Activity: Would you write out all the records again, exactly?

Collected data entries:
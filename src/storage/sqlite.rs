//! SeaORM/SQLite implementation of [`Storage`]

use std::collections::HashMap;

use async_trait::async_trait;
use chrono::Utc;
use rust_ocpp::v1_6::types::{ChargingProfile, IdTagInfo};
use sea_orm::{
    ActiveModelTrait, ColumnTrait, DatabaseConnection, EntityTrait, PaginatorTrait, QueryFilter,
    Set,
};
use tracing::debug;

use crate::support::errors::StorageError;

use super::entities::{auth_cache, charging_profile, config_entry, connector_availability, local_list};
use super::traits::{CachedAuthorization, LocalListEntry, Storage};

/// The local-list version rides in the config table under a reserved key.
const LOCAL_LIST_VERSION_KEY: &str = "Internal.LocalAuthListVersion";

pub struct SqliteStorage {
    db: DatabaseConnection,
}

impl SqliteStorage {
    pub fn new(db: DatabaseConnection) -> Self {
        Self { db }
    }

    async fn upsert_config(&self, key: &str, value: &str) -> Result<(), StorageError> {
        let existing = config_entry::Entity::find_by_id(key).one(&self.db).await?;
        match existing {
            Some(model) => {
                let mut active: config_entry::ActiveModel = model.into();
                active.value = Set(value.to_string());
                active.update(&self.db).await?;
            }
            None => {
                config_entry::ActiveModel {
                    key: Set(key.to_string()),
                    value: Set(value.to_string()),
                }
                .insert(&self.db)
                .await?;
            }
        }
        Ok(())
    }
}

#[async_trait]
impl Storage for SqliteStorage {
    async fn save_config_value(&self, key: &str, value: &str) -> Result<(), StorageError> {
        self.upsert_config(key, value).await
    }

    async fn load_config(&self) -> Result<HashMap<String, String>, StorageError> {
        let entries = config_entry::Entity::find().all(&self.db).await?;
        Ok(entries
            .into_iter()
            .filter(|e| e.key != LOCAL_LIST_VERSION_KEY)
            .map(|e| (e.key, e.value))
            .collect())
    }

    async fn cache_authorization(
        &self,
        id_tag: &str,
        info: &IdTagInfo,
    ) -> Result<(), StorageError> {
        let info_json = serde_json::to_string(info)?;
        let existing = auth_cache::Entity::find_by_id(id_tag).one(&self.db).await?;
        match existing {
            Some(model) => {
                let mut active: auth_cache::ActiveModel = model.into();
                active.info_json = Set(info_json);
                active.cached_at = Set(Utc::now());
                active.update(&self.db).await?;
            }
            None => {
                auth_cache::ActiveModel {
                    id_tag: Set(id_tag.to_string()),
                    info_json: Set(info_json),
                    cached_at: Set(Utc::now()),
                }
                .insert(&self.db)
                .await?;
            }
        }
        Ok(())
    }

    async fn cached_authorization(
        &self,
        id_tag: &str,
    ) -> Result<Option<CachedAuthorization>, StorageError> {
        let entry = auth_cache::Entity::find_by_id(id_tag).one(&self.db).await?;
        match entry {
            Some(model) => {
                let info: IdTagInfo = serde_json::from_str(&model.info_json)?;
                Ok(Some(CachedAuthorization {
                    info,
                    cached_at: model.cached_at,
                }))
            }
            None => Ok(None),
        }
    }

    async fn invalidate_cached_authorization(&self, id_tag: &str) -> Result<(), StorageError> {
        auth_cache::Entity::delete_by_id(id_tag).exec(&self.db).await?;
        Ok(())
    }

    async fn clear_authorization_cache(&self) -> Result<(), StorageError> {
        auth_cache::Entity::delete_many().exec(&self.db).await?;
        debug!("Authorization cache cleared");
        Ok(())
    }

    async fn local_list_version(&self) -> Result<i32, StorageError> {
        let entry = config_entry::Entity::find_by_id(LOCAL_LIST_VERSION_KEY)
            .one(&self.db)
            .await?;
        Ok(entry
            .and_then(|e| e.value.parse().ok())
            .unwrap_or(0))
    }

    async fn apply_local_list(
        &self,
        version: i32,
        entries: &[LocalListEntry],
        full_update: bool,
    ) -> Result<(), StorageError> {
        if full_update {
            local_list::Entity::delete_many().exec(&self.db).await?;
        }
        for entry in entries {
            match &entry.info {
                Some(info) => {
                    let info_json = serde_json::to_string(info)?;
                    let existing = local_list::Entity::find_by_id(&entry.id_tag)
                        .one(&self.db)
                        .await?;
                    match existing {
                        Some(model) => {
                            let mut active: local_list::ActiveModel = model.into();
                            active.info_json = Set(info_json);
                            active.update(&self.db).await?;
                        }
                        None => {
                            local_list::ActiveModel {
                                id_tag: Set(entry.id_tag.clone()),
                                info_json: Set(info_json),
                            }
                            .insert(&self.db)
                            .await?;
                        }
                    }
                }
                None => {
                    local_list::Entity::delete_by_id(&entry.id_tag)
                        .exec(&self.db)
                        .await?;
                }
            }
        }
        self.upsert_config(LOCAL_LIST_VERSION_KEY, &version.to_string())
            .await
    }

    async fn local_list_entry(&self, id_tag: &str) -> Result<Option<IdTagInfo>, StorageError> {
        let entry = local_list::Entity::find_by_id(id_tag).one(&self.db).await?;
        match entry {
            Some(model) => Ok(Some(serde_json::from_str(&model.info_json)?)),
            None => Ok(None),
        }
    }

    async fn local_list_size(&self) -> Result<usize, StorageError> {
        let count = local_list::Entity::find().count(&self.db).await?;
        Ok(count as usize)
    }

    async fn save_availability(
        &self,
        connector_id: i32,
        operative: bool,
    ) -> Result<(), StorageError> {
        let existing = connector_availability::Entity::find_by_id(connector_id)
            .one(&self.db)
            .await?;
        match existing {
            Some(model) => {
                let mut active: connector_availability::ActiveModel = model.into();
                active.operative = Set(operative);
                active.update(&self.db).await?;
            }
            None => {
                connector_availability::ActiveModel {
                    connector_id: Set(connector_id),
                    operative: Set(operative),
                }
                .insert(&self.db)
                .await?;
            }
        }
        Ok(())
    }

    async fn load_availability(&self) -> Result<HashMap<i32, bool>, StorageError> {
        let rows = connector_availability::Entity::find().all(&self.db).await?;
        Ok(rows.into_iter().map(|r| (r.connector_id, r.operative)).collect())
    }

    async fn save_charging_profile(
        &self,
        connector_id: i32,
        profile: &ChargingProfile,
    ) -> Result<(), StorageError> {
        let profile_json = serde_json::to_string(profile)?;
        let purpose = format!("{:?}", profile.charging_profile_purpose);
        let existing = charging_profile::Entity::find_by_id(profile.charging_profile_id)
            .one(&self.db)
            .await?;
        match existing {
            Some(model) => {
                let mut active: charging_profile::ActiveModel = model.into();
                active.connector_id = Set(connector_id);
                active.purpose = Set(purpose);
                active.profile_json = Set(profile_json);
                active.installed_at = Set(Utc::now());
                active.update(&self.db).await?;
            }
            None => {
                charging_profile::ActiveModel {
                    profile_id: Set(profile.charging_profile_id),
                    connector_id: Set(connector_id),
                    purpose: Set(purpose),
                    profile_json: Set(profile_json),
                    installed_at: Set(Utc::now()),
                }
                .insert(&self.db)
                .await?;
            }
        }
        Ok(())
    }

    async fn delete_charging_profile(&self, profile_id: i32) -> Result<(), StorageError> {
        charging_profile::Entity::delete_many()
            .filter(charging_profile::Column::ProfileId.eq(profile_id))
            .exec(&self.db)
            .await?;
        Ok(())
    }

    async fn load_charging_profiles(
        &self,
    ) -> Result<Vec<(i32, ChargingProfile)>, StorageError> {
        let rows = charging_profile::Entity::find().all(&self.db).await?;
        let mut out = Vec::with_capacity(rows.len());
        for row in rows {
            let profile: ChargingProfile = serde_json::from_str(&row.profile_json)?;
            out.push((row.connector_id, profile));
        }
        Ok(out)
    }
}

Solution for this task:
filename src/storage/sqlite.rs
//! SeaORM/SQLite implementation of [`Storage`]

use std::collections::HashMap;

use async_trait::async_trait;
use chrono::Utc;
use rust_ocpp::v1_6::types::{ChargingProfile, IdTagInfo};
use sea_orm::{
    ActiveModelTrait, ColumnTrait, DatabaseConnection, EntityTrait, PaginatorTrait, QueryFilter,
    Set,
};
use tracing::debug;

use crate::support::errors::StorageError;

use super::entities::{auth_cache, charging_profile, config_entry, connector_availability, local_list};
use super::traits::{CachedAuthorization, LocalListEntry, Storage};

/// The local-list version rides in the config table under a reserved key.
const LOCAL_LIST_VERSION_KEY: &str = "Internal.LocalAuthListVersion";

pub struct SqliteStorage {
    db: DatabaseConnection,
}

impl SqliteStorage {
    pub fn new(db: DatabaseConnection) -> Self {
        Self { db }
    }

    async fn upsert_config(&self, key: &str, value: &str) -> Result<(), StorageError> {
        let existing = config_entry::Entity::find_by_id(key).one(&self.db).await?;
        match existing {
            Some(model) => {
                let mut active: config_entry::ActiveModel = model.into();
                active.value = Set(value.to_string());
                active.update(&self.db).await?;
            }
            None => {
                config_entry::ActiveModel {
                    key: Set(key.to_string()),
                    value: Set(value.to_string()),
                }
                .insert(&self.db)
                .await?;
            }
        }
        Ok(())
    }
}

#[async_trait]
impl Storage for SqliteStorage {
    async fn save_config_value(&self, key: &str, value: &str) -> Result<(), StorageError> {
        self.upsert_config(key, value).await
    }

    async fn load_config(&self) -> Result<HashMap<String, String>, StorageError> {
        let entries = config_entry::Entity::find().all(&self.db).await?;
        Ok(entries
            .into_iter()
            .filter(|e| e.key != LOCAL_LIST_VERSION_KEY)
            .map(|e| (e.key, e.value))
            .collect())
    }

    async fn cache_authorization(
        &self,
        id_tag: &str,
        info: &IdTagInfo,
    ) -> Result<(), StorageError> {
        let info_json = serde_json::to_string(info)?;
        let existing = auth_cache::Entity::find_by_id(id_tag).one(&self.db).await?;
        match existing {
            Some(model) => {
                let mut active: auth_cache::ActiveModel = model.into();
                active.info_json = Set(info_json);
                active.cached_at = Set(Utc::now());
                active.update(&self.db).await?;
            }
            None => {
                auth_cache::ActiveModel {
                    id_tag: Set(id_tag.to_string()),
                    info_json: Set(info_json),
                    cached_at: Set(Utc::now()),
                }
                .insert(&self.db)
                .await?;
            }
        }
        Ok(())
    }

    async fn cached_authorization(
        &self,
        id_tag: &str,
    ) -> Result<Option<CachedAuthorization>, StorageError> {
        let entry = auth_cache::Entity::find_by_id(id_tag).one(&self.db).await?;
        match entry {
            Some(model) => {
                let info: IdTagInfo = serde_json::from_str(&model.info_json)?;
                Ok(Some(CachedAuthorization {
                    info,
                    cached_at: model.cached_at,
                }))
            }
            None => Ok(None),
        }
    }

    async fn invalidate_cached_authorization(&self, id_tag: &str) -> Result<(), StorageError> {
        auth_cache::Entity::delete_by_id(id_tag).exec(&self.db).await?;
        Ok(())
    }

    async fn clear_authorization_cache(&self) -> Result<(), StorageError> {
        auth_cache::Entity::delete_many().exec(&self.db).await?;
        debug!("Authorization cache cleared");
        Ok(())
    }

    async fn local_list_version(&self) -> Result<i32, StorageError> {
        let entry = config_entry::Entity::find_by_id(LOCAL_LIST_VERSION_KEY)
            .one(&self.db)
            .await?;
        Ok(entry
            .and_then(|e| e.value.parse().ok())
            .unwrap_or(0))
    }

    async fn apply_local_list(
        &self,
        version: i32,
        entries: &[LocalListEntry],
        full_update: bool,
    ) -> Result<(), StorageError> {
        if full_update {
            local_list::Entity::delete_many().exec(&self.db).await?;
        }
        for entry in entries {
            match &entry.info {
                Some(info) => {
                    let info_json = serde_json::to_string(info)?;
                    let existing = local_list::Entity::find_by_id(&entry.id_tag)
                        .one(&self.db)
                        .await?;
                    match existing {
                        Some(model) => {
                            let mut active: local_list::ActiveModel = model.into();
                            active.info_json = Set(info_json);
                            active.update(&self.db).await?;
                        }
                        None => {
                            local_list::ActiveModel {
                                id_tag: Set(entry.id_tag.clone()),
                                info_json: Set(info_json),
                            }
                            .insert(&self.db)
                            .await?;
                        }
                    }
                }
                None => {
                    local_list::Entity::delete_by_id(&entry.id_tag)
                        .exec(&self.db)
                        .await?;
                }
            }
        }
        self.upsert_config(LOCAL_LIST_VERSION_KEY, &version.to_string())
            .await
    }

    async fn local_list_entry(&self, id_tag: &str) -> Result<Option<IdTagInfo>, StorageError> {
        let entry = local_list::Entity::find_by_id(id_tag).one(&self.db).await?;
        match entry {
            Some(model) => Ok(Some(serde_json::from_str(&model.info_json)?)),
            None => Ok(None),
        }
    }

    async fn local_list_size(&self) -> Result<usize, StorageError> {
        let count = local_list::Entity::find().count(&self.db).await?;
        Ok(count as usize)
    }

    async fn save_availability(
        &self,
        connector_id: i32,
        operative: bool,
    ) -> Result<(), StorageError> {
        let existing = connector_availability::Entity::find_by_id(connector_id)
            .one(&self.db)
            .await?;
        match existing {
            Some(model) => {
                let mut active: connector_availability::ActiveModel = model.into();
                active.operative = Set(operative);
                active.update(&self.db).await?;
            }
            None => {
                connector_availability::ActiveModel {
                    connector_id: Set(connector_id),
                    operative: Set(operative),
                }
                .insert(&self.db)
                .await?;
            }
        }
        Ok(())
    }

    async fn load_availability(&self) -> Result<HashMap<i32, bool>, StorageError> {
        let rows = connector_availability::Entity::find().all(&self.db).await?;
        Ok(rows.into_iter().map(|r| (r.connector_id, r.operative)).collect())
    }

    async fn save_charging_profile(
        &self,
        connector_id: i32,
        profile: &ChargingProfile,
    ) -> Result<(), StorageError> {
        let profile_json = serde_json::to_string(profile)?;
        let purpose = format!("{:?}", profile.charging_profile_purpose);
        let existing = charging_profile::Entity::find_by_id(profile.charging_profile_id)
            .one(&self.db)
            .await?;
        match existing {
            Some(model) => {
                let mut active: charging_profile::ActiveModel = model.into();
                active.connector_id = Set(connector_id);
                active.purpose = Set(purpose);
                active.profile_json = Set(profile_json);
                active.installed_at = Set(Utc::now());
                active.update(&self.db).await?;
            }
            None => {
                charging_profile::ActiveModel {
                    profile_id: Set(profile.charging_profile_id),
                    connector_id: Set(connector_id),
                    purpose: Set(purpose),
                    profile_json: Set(profile_json),
                    installed_at: Set(Utc::now()),
                }
                .insert(&self.db)
                .await?;
            }
        }
        Ok(())
    }

    async fn delete_charging_profile(&self, profile_id: i32) -> Result<(), StorageError> {
        charging_profile::Entity::delete_many()
            .filter(charging_profile::Column::ProfileId.eq(profile_id))
            .exec(&self.db)
            .await?;
        Ok(())
    }

    async fn load_charging_profiles(
        &self,
    ) -> Result<Vec<(i32, ChargingProfile)>, StorageError> {
        let rows = charging_profile::Entity::find().all(&self.db).await?;
        let mut out = Vec::with_capacity(rows.len());
        for row in rows {
            let profile: ChargingProfile = serde_json::from_str(&row.profile_json)?;
            out.push((row.connector_id, profile));
        }
        Ok(out)
    }
}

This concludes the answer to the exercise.